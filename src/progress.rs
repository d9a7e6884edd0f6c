//! Terminal progress bar for a single package transfer.

use std::time::Duration;

use indicatif::{ProgressBar, ProgressDrawTarget, ProgressStyle};
use update_downloader::ProgressSnapshot;

const SIZED_TEMPLATE: &str =
    "{msg} [{bar:40.cyan/blue}] {bytes}/{total_bytes} ({percent}%) {bytes_per_sec}";
const UNSIZED_TEMPLATE: &str = "{spinner} {msg} {bytes} {bytes_per_sec}";

/// Progress display that starts as a spinner and becomes a bar once the
/// transfer's size is known.
pub(crate) struct TransferBar {
    bar: ProgressBar,
}

impl TransferBar {
    /// Creates the display. A hidden bar accepts every call and draws nothing.
    pub(crate) fn new(visible: bool, label: &str, total_bytes: Option<u64>) -> Self {
        let bar = ProgressBar::new_spinner();
        if visible {
            bar.enable_steady_tick(Duration::from_millis(100));
        } else {
            bar.set_draw_target(ProgressDrawTarget::hidden());
        }
        bar.set_style(unsized_style());
        bar.set_message(label.to_string());
        let transfer_bar = Self { bar };
        if let Some(total) = total_bytes {
            transfer_bar.set_total(total);
        }
        transfer_bar
    }

    pub(crate) fn update(&self, snapshot: &ProgressSnapshot) {
        if let Some(total) = snapshot.total_bytes
            && self.bar.length() != Some(total)
        {
            self.set_total(total);
        }
        self.bar.set_position(snapshot.bytes_received);
    }

    pub(crate) fn finish(&self, message: &str) {
        self.bar.abandon_with_message(message.to_string());
    }

    fn set_total(&self, total: u64) {
        self.bar.set_length(total);
        self.bar.set_style(sized_style());
    }
}

fn sized_style() -> ProgressStyle {
    ProgressStyle::with_template(SIZED_TEMPLATE)
        .map(|style| style.progress_chars("=> "))
        .unwrap_or_else(|_| ProgressStyle::default_bar())
}

fn unsized_style() -> ProgressStyle {
    ProgressStyle::with_template(UNSIZED_TEMPLATE)
        .unwrap_or_else(|_| ProgressStyle::default_spinner())
}

/// Whether to draw a bar: only on an interactive, capable terminal and
/// never in quiet mode.
pub(crate) fn should_show_bar(stderr_is_terminal: bool, quiet: bool, dumb_terminal: bool) -> bool {
    stderr_is_terminal && !quiet && !dumb_terminal
}

pub(crate) fn is_dumb_terminal() -> bool {
    std::env::var("TERM").is_ok_and(|term| term.eq_ignore_ascii_case("dumb"))
}

#[cfg(test)]
mod tests {
    use super::*;
    use update_downloader::CorrelationToken;

    fn snapshot(received: u64, total: Option<u64>) -> ProgressSnapshot {
        ProgressSnapshot::new(received, total, CorrelationToken::from("bar"))
    }

    #[test]
    fn test_should_show_bar_requires_interactive_terminal() {
        assert!(should_show_bar(true, false, false));
        assert!(!should_show_bar(false, false, false));
        assert!(!should_show_bar(true, true, false));
        assert!(!should_show_bar(true, false, true));
    }

    #[test]
    fn test_bar_picks_up_total_from_first_sized_snapshot() {
        let bar = TransferBar::new(false, "app.zip", None);
        assert_eq!(bar.bar.length(), None);

        bar.update(&snapshot(512, None));
        assert_eq!(bar.bar.position(), 512);

        bar.update(&snapshot(1024, Some(4096)));
        assert_eq!(bar.bar.length(), Some(4096));
        assert_eq!(bar.bar.position(), 1024);
    }

    #[test]
    fn test_bar_uses_advertised_size_up_front() {
        let bar = TransferBar::new(false, "app.zip", Some(2048));
        assert_eq!(bar.bar.length(), Some(2048));
        bar.finish("done");
    }
}
//! Hand-written HTTP responses for cases a mock server cannot express, such
//! as a body that stops short of its advertised length.

#![allow(dead_code, clippy::unwrap_used)]

use std::time::Duration;

use tokio::io::{AsyncReadExt, AsyncWriteExt};
use tokio::net::TcpListener;

/// What happens to the connection after the body bytes are written.
#[derive(Debug, Clone, Copy, PartialEq, Eq)]
pub enum AfterBody {
    /// Close the socket, truncating the body.
    Close,
    /// Keep the socket open without sending anything more.
    Stall,
}

/// Serves a single `200 OK` that advertises `advertised_len` bytes but sends
/// only `body`.
///
/// Returns the base URL. The server task ends with the test runtime.
pub fn serve_short_body(
    listener: TcpListener,
    advertised_len: usize,
    body: Vec<u8>,
    after_body: AfterBody,
) -> String {
    let base_url = format!("http://{}", listener.local_addr().unwrap());
    tokio::spawn(async move {
        let Ok((mut socket, _)) = listener.accept().await else {
            return;
        };

        let mut request = Vec::new();
        let mut buf = [0_u8; 1024];
        while !request.windows(4).any(|window| window == b"\r\n\r\n") {
            match socket.read(&mut buf).await {
                Ok(0) | Err(_) => return,
                Ok(n) => request.extend_from_slice(&buf[..n]),
            }
        }

        let head = format!(
            "HTTP/1.1 200 OK\r\ncontent-type: application/octet-stream\r\ncontent-length: {advertised_len}\r\n\r\n"
        );
        if socket.write_all(head.as_bytes()).await.is_err()
            || socket.write_all(&body).await.is_err()
            || socket.flush().await.is_err()
        {
            return;
        }

        if after_body == AfterBody::Stall {
            tokio::time::sleep(Duration::from_secs(60)).await;
        }
    });
    base_url
}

+++

■ What you have to do ■
Pull out all lines of the data with the string "that".

■ Reply ■
/// Progress display that starts as a spinner and becomes a bar once the
//! as a body that stops short of its advertised length.
/// Serves a single `200 OK` that advertises `advertised_len` bytes but sends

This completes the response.